Blessed John Sugar and Blessed Robert Grissold - Forgotten Heroes


If we think that things are bad in the Church at the moment, with Priests (and even Bishops) openly disobeying the will of the Holy Father etc. then just spare a thought for our spiritual forefathers. Their problems were nigh on insurmountable, but they displayed a courage and strength of faith that would put us to shame. Two such forgotten heros are Blessed John Sugar and Blessed Robert Grissold.

Blessed Robert Grissold (or Greswold) came from a village called Rowington, which is approximately 2 miles from Baddesley Clinton, which is a small village in Warwickshire.

The Grissold’s were devout Catholics in a troubled time, because in the early 1600’s in England, it was against the law for anyone to attend Mass. Instead they were forced to attend vernacular communion services, introduced by Archbishop Cramner (a few years earlier), which were very different to the Traditional Latin Masses that Catholics were used to. For a start the service was entirely in English, the pastor faced the congregation, any references the Mass as a sacrifice had been banished and there were vernacular hymns sung throughout the ceremony to emphasise the communal sense of the service. Stained glass windows and images had either been destroyed or whitewashed over; and Communion was offered under both kinds, inline with the Hussite and Protestant belief , which maintained that Communion under both kinds was necessary for salvation.

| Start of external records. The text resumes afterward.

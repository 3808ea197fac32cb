use std::path::{Path, PathBuf};

/// Directory holding the live ledger, the risk-rule store and the block
/// archive, relative to the controller root.
pub fn trade_dir(root: &Path) -> PathBuf {
    root.join("trade")
}

/// The live append-only ledger file.
pub fn ledger_path(root: &Path) -> PathBuf {
    trade_dir(root).join("ledger.txt")
}

/// Base directory for immutable archive blocks (one subdirectory per block).
pub fn blocks_dir(root: &Path) -> PathBuf {
    trade_dir(root).join("blocks")
}
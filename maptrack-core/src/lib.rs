//! # maptrack-core
//!
//! Core library for maptrack - session and playtime analytics for a game
//! overlay.
//!
//! This library provides:
//! - A crash-safe session store tracking the single active map session
//! - Day-bucketed playtime totals with 90-day retention
//! - Pure analytics facades (ranking, dashboard, library) over snapshots
//! - Storage backends, configuration, and logging infrastructure
//!
//! ## Architecture
//!
//! State flows through three layers:
//! - **Backend:** A key/blob storage trait with a SQLite implementation
//! - **Store:** The in-memory authority; every mutation is queued to the
//!   backend in order by a single writer task
//! - **Facades:** Pure functions over store snapshots, parameterized by
//!   reporting window and an explicit clock
//!
//! ## Example
//!
//! ```rust,no_run
//! use std::sync::Arc;
//! use maptrack_core::{Config, SessionStore, SqliteBackend};
//!
//! # async fn run() -> maptrack_core::Result<()> {
//! let config = Config::load()?;
//! let backend = Arc::new(SqliteBackend::open(&Config::database_path())?);
//! let store = SessionStore::init(backend, config.store.clone()).await;
//! store.recover();
//! store.start("de_dust2", None);
//! # Ok(())
//! # }
//! ```

// Re-export commonly used items at the crate root
pub use config::Config;
pub use error::{Error, Result};
pub use storage::{MemoryBackend, SqliteBackend, StorageBackend};
pub use store::SessionStore;
pub use types::*;

// Public modules
pub mod analytics;
pub mod config;
pub mod error;
pub mod format;
pub mod logging;
pub mod protocol;
pub mod storage;
pub mod store;
pub mod timeutil;
pub mod trend;
pub mod types;
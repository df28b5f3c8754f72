//! Trend classification
//!
//! Turns a short numeric series (daily play-time totals) into a direction
//! and percentage change, with hysteresis so tiny fluctuations read as
//! flat. Two deadzone conventions are in use: the ranking view compares
//! absolute milliseconds, the per-map detail view compares percentages and
//! labels a series that starts from zero as `NEW`.

use serde::{Deserialize, Serialize};

/// Absolute deadzone used by the ranking view: 2 minutes.
pub const RANKING_DEADZONE_MS: u64 = 2 * 60 * 1000;

/// Percentage deadzone used by the per-map detail view: 2%.
pub const DETAIL_DEADZONE_PCT: f64 = 2.0;

/// Direction of a trend series.
#[derive(Debug, Clone, Copy, PartialEq, Eq, Serialize, Deserialize)]
#[serde(rename_all = "lowercase")]
pub enum TrendDirection {
    Up,
    Down,
    Flat,
    /// Activity appeared where there was none (percentage policy only)
    New,
}

impl TrendDirection {
    pub fn as_str(&self) -> &'static str {
        match self {
            TrendDirection::Up => "up",
            TrendDirection::Down => "down",
            TrendDirection::Flat => "flat",
            TrendDirection::New => "new",
        }
    }
}

/// Which deadzone convention to apply when classifying.
#[derive(Debug, Clone, Copy, PartialEq)]
pub enum DeadzonePolicy {
    /// Flat while `|last - first|` is under the given milliseconds
    AbsoluteMs(u64),
    /// Flat while the percentage change is under the given threshold;
    /// reports `New` when the series starts at zero
    Percent(f64),
}

impl DeadzonePolicy {
    /// Policy used by the ranking view.
    pub fn ranking() -> Self {
        DeadzonePolicy::AbsoluteMs(RANKING_DEADZONE_MS)
    }

    /// Policy used by the per-map detail view.
    pub fn detail() -> Self {
        DeadzonePolicy::Percent(DETAIL_DEADZONE_PCT)
    }
}

/// Classified trend: direction plus the percentage change when one is
/// defined (it is not when the series starts at zero).
#[derive(Debug, Clone, PartialEq, Serialize, Deserialize)]
pub struct Trend {
    pub direction: TrendDirection,
    pub change_pct: Option<f64>,
}

impl Trend {
    /// Display label: `NEW`, a signed percentage, or an em dash when no
    /// percentage is defined.
    pub fn label(&self) -> String {
        match (self.direction, self.change_pct) {
            (TrendDirection::New, _) => "NEW".to_string(),
            (_, Some(pct)) if pct >= 0.0 => format!("+{:.0}%", pct),
            (_, Some(pct)) => format!("{:.0}%", pct),
            (_, None) => "\u{2014}".to_string(),
        }
    }
}

/// Classify a series by comparing its first and last values.
///
/// An empty or single-element series classifies as flat. Under the
/// absolute policy a series that starts at zero and ends positive is
/// always `Up`: growth from nothing is momentum no matter how small.
pub fn classify(series: &[u64], policy: DeadzonePolicy) -> Trend {
    let first = series.first().copied().unwrap_or(0);
    let last = series.last().copied().unwrap_or(0);
    let delta = last as i64 - first as i64;

    let change_pct = if first > 0 {
        Some((delta as f64 / first as f64) * 100.0)
    } else {
        None
    };

    match policy {
        DeadzonePolicy::AbsoluteMs(deadzone_ms) => {
            let direction = if first == 0 && last > 0 {
                TrendDirection::Up
            } else if delta.unsigned_abs() < deadzone_ms {
                TrendDirection::Flat
            } else if delta > 0 {
                TrendDirection::Up
            } else {
                TrendDirection::Down
            };
            Trend {
                direction,
                change_pct,
            }
        }
        DeadzonePolicy::Percent(deadzone_pct) => {
            if first == 0 {
                let direction = if last > 0 {
                    TrendDirection::New
                } else {
                    TrendDirection::Flat
                };
                return Trend {
                    direction,
                    change_pct: None,
                };
            }
            // first > 0, so change_pct is defined
            let pct = change_pct.unwrap_or(0.0);
            let direction = if pct.abs() < deadzone_pct {
                TrendDirection::Flat
            } else if pct > 0.0 {
                TrendDirection::Up
            } else {
                TrendDirection::Down
            };
            Trend {
                direction,
                change_pct,
            }
        }
    }
}

#[cfg(test)]
mod tests {
    use super::*;

    #[test]
    fn test_absolute_deadzone_flat() {
        // 1ms change is far inside the 2 minute deadzone
        let trend = classify(&[100, 101], DeadzonePolicy::ranking());
        assert_eq!(trend.direction, TrendDirection::Flat);
    }

    #[test]
    fn test_absolute_growth_from_zero_is_up() {
        let trend = classify(&[0, 100_000], DeadzonePolicy::ranking());
        assert_eq!(trend.direction, TrendDirection::Up);
        assert_eq!(trend.change_pct, None);
    }

    #[test]
    fn test_absolute_up_and_down() {
        let up = classify(&[60_000, 600_000], DeadzonePolicy::ranking());
        assert_eq!(up.direction, TrendDirection::Up);
        assert_eq!(up.change_pct, Some(900.0));

        let down = classify(&[600_000, 60_000], DeadzonePolicy::ranking());
        assert_eq!(down.direction, TrendDirection::Down);
    }

    #[test]
    fn test_percent_policy_new() {
        let trend = classify(&[0, 50_000], DeadzonePolicy::detail());
        assert_eq!(trend.direction, TrendDirection::New);
        assert_eq!(trend.change_pct, None);
        assert_eq!(trend.label(), "NEW");
    }

    #[test]
    fn test_percent_policy_deadzone() {
        // +1% sits inside the 2% deadzone
        let flat = classify(&[100_000, 101_000], DeadzonePolicy::detail());
        assert_eq!(flat.direction, TrendDirection::Flat);

        let up = classify(&[100_000, 150_000], DeadzonePolicy::detail());
        assert_eq!(up.direction, TrendDirection::Up);
        assert_eq!(up.label(), "+50%");
    }

    #[test]
    fn test_empty_and_single_series_are_flat() {
        assert_eq!(classify(&[], DeadzonePolicy::ranking()).direction, TrendDirection::Flat);
        assert_eq!(
            classify(&[5_000], DeadzonePolicy::detail()).direction,
            TrendDirection::Flat
        );
    }

    #[test]
    fn test_all_zero_series_is_flat_not_new() {
        let trend = classify(&[0, 0, 0], DeadzonePolicy::detail());
        assert_eq!(trend.direction, TrendDirection::Flat);
    }
}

In 1603 the authorities were searching for Priests, who because of the impossible legal situation, led double lives, often taking on alias names and hiding for hours in secret hiding places (constructed in houses) called Priest holes.

On Sunday, 8th July, Robert Grissold was found on a road near Baddesley Clinton House, a place notorious for ‘popery’, with Father John Sugar – it is quite possible that Fr. Sugar had just come back from celebrating Mass. Both Fr. Sugar and Robert Grissold were arrested and then imprisoned in Warwick Gaol for one a year.

On 13th July 1604 John Sugar was convicted of being a Catholic Priest and was condemned to be hung drawn and quartered, which was the punishment for being a Priest in England at that time. Robert Grissold was told that he would be freed if he would recant and attend the communion services of the Established Church , at one point an exasperated Justice shouted at him ‘Grissold, Grissold, go to Church or else thou shalt be hanged’. He refused to accept this and was found guilty of being in the company of and of assisting a Catholic Priest. Being a layman he was sentenced to be hung.

On 16th July 1604 both men were taken to a place called Gallows Hill - to their execution. Both prayed in Latin before courageously meeting their death in the most horrific manner . Blessed John Sugar was hung first and then Blessed John Grissold who told the multitude (who had come to watch the execution) ‘Bear witness, good people, that I die here not for theft, nor for felony, but for my conscience.’ Fr. Sugar’s head and quarters were hung on the gates of Warwick, while Blessed Robert Grissold was buried beneath the gallows.

Blessed John Sugar was 42 years old and Robert Grissold was just 29 years of age. They were beatified by Pope John Paul II in 1987.